P-Value Calculator
Convert a z, t or chi-squared test statistic into a p-value. Pick one- or two-tailed, enter your degrees of freedom (for t and χ²), and the calculator returns the exact p-value and whether the result is significant at α = 0.05 and α = 0.01.
p-value (two-tailed)
0.0500
- CDF value F(statistic)
- 0.975002
- Significance at α = 0.05
- Yes — reject H₀
- Significance at α = 0.01
- No — fail to reject H₀
Under the standard normal null distribution, the two-tailed p-value for a statistic of 1.96 is 0.0500 — significant at α = 0.05 (not at 0.01).
How to use this calculator
Pick the distribution your test statistic comes from. Use z when the population standard deviation is known or the sample is large (n ≥ 30) and the test is on a mean or proportion. Use t when σ is unknown and n is small — most regression coefficient tests and one-sample mean tests with unknown σ are t-tests. Use χ² for goodness-of-fit, independence, or variance tests. Enter the value of your test statistic exactly as your software reports it (signed for z and t, non-negative for χ²). Enter degrees of freedom for t (usually n − 1, or the residual df from your regression) and χ² (usually (rows − 1)(cols − 1) for a contingency table, or k − 1 for goodness-of-fit). Choose the tail that matches your alternative hypothesis: two-tailed for H₁: μ ≠ μ₀, one-tailed (right) for H₁: μ > μ₀, one-tailed (left) for H₁: μ < μ₀. χ² tests are always right-tailed — the calculator forces that automatically.
How the calculation works
The p-value is the probability, assuming the null hypothesis is true, of observing a test statistic at least as extreme as the one you got. The calculator evaluates the cumulative distribution function F of the relevant null distribution at your statistic, then takes the appropriate tail. For z it uses the standard normal CDF Φ via the Abramowitz & Stegun erf approximation. For t it uses the regularised incomplete beta function I_x(a,b) — F_T(t; ν) = 1 − ½·I_{ν/(ν+t²)}(ν/2, ½) for t ≥ 0, with the symmetric reflection for t < 0. For χ² it uses the regularised lower incomplete gamma — F(x; k) = P(k/2, x/2). Two-tailed p-values are 2·min(F, 1−F) when the distribution is symmetric (z and t). One-tailed (right) is 1 − F; one-tailed (left) is F. The continued-fraction implementations match R, Python’s scipy.stats and a TI-84 to at least four decimal places across the usual statistical range.
Worked example
You ran a two-sample t-test in your spreadsheet and it returned t = 2.228 with df = 10. You want a two-tailed p-value. Select t, enter 2.228, df = 10, two-tailed. The calculator returns p ≈ 0.0500 — exactly the textbook 5% critical value for t(10), confirming the result is right on the edge of significance at α = 0.05 and not significant at α = 0.01. If you had used z (ignoring df) instead, you would have read p ≈ 0.0259 — about half the t-test p-value. For small df, the t-distribution’s heavier tails matter, and using z when you should have used t is a common way to overstate significance.

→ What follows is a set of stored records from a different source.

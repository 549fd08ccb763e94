// Copyright (c) 2025 Fabstir
// SPDX-License-Identifier: BUSL-1.1
use axum::http::StatusCode;
use axum::response::{IntoResponse, Response};
use serde::{Deserialize, Serialize};
use std::collections::HashMap;
use std::fmt;

/// JSON body returned for every API failure
#[derive(Debug, Clone, Serialize, Deserialize, PartialEq)]
pub struct ErrorResponse {
    pub error_type: String,
    pub message: String,
    #[serde(skip_serializing_if = "Option::is_none")]
    pub details: Option<HashMap<String, serde_json::Value>>,
}

#[derive(Debug, Clone)]
pub enum ApiError {
    /// Multipart body did not contain a "file" part
    MissingFilePart,
    /// The file part carried no filename
    EmptyFilename,
    InvalidRequest(String),
    ValidationError { field: String, message: String },
    NotFound(String),
    ServiceUnavailable(String),
    /// The scan pipeline failed (upstream detection error or artifact write)
    ProcessingFailed(String),
    InternalError(String),
}

impl ApiError {
    pub fn to_response(&self) -> ErrorResponse {
        let (error_type, message, details) = match self {
            ApiError::MissingFilePart => (
                "missing_file_part",
                "No file part in the request".to_string(),
                None,
            ),
            ApiError::EmptyFilename => {
                ("empty_filename", "No selected file".to_string(), None)
            }
            ApiError::InvalidRequest(msg) => ("invalid_request", msg.clone(), None),
            ApiError::ValidationError { field, message } => {
                let mut details = HashMap::new();
                details.insert(
                    "field".to_string(),
                    serde_json::Value::String(field.clone()),
                );
                ("validation_error", message.clone(), Some(details))
            }
            ApiError::NotFound(msg) => ("not_found", msg.clone(), None),
            ApiError::ServiceUnavailable(msg) => ("service_unavailable", msg.clone(), None),
            ApiError::ProcessingFailed(msg) => ("processing_failed", msg.clone(), None),
            ApiError::InternalError(msg) => ("internal_error", msg.clone(), None),
        };

        ErrorResponse {
            error_type: error_type.to_string(),
            message,
            details,
        }
    }

    pub fn status_code(&self) -> u16 {
        match self {
            ApiError::MissingFilePart
            | ApiError::EmptyFilename
            | ApiError::InvalidRequest(_)
            | ApiError::ValidationError { .. } => 400,
            ApiError::NotFound(_) => 404,
            ApiError::ServiceUnavailable(_) => 503,
            ApiError::ProcessingFailed(_) => 502,
            ApiError::InternalError(_) => 500,
        }
    }
}

impl fmt::Display for ApiError {
    fn fmt(&self, f: &mut fmt::Formatter<'_>) -> fmt::Result {
        match self {
            ApiError::MissingFilePart => write!(f, "No file part in the request"),
            ApiError::EmptyFilename => write!(f, "No selected file"),
            ApiError::InvalidRequest(msg) => write!(f, "Invalid request: {}", msg),
            ApiError::ValidationError { field, message } => {
                write!(f, "Validation error for {}: {}", field, message)
            }
            ApiError::NotFound(msg) => write!(f, "Not found: {}", msg),
            ApiError::ServiceUnavailable(msg) => write!(f, "Service unavailable: {}", msg),
            ApiError::ProcessingFailed(msg) => write!(f, "Processing failed: {}", msg),
            ApiError::InternalError(msg) => write!(f, "Internal error: {}", msg),
        }
    }
}

impl std::error::Error for ApiError {}

impl IntoResponse for ApiError {
    fn into_response(self) -> Response {
        let status = StatusCode::from_u16(self.status_code())
            .unwrap_or(StatusCode::INTERNAL_SERVER_ERROR);
        (status, axum::response::Json(self.to_response())).into_response()
    }
}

Frequently asked questions
What does a p-value actually tell me?
It is the probability of observing a test statistic at least as extreme as yours, assuming the null hypothesis is true. It is not the probability that the null hypothesis is true, and it is not the probability that your result is due to chance. A small p-value means your data are unlikely under H₀ — it does not by itself say anything about effect size, practical importance, or the probability that any specific alternative hypothesis is correct.
When should I use a one-tailed vs a two-tailed test?
Use a two-tailed test whenever your alternative hypothesis is "different from" (H₁: μ ≠ μ₀). Use a one-tailed test only when your alternative is directional ("greater than" or "less than") and you specified that direction before looking at the data. Switching to one-tailed after seeing the result so you can halve the p-value is data dredging — it inflates the false-positive rate and most journals will reject it on sight. When in doubt, go two-tailed.
Why does my p-value not match what R or scipy gives?
For typical statistics (|z| < 8, |t| < 30, χ² up to a few hundred) the calculator agrees with R’s pnorm/pt/pchisq, Python’s scipy.stats.norm.cdf/t.cdf/chi2.cdf, and a TI-84 to at least four decimal places. If you see a mismatch, check three things. First, the tail — some software returns one-tailed p by default. Second, the sign of your statistic — for one-tailed tests this matters. Third, degrees of freedom — make sure you are passing n − 1 (or the right residual df), not n.
Why is the χ² option locked to one-tailed (right)?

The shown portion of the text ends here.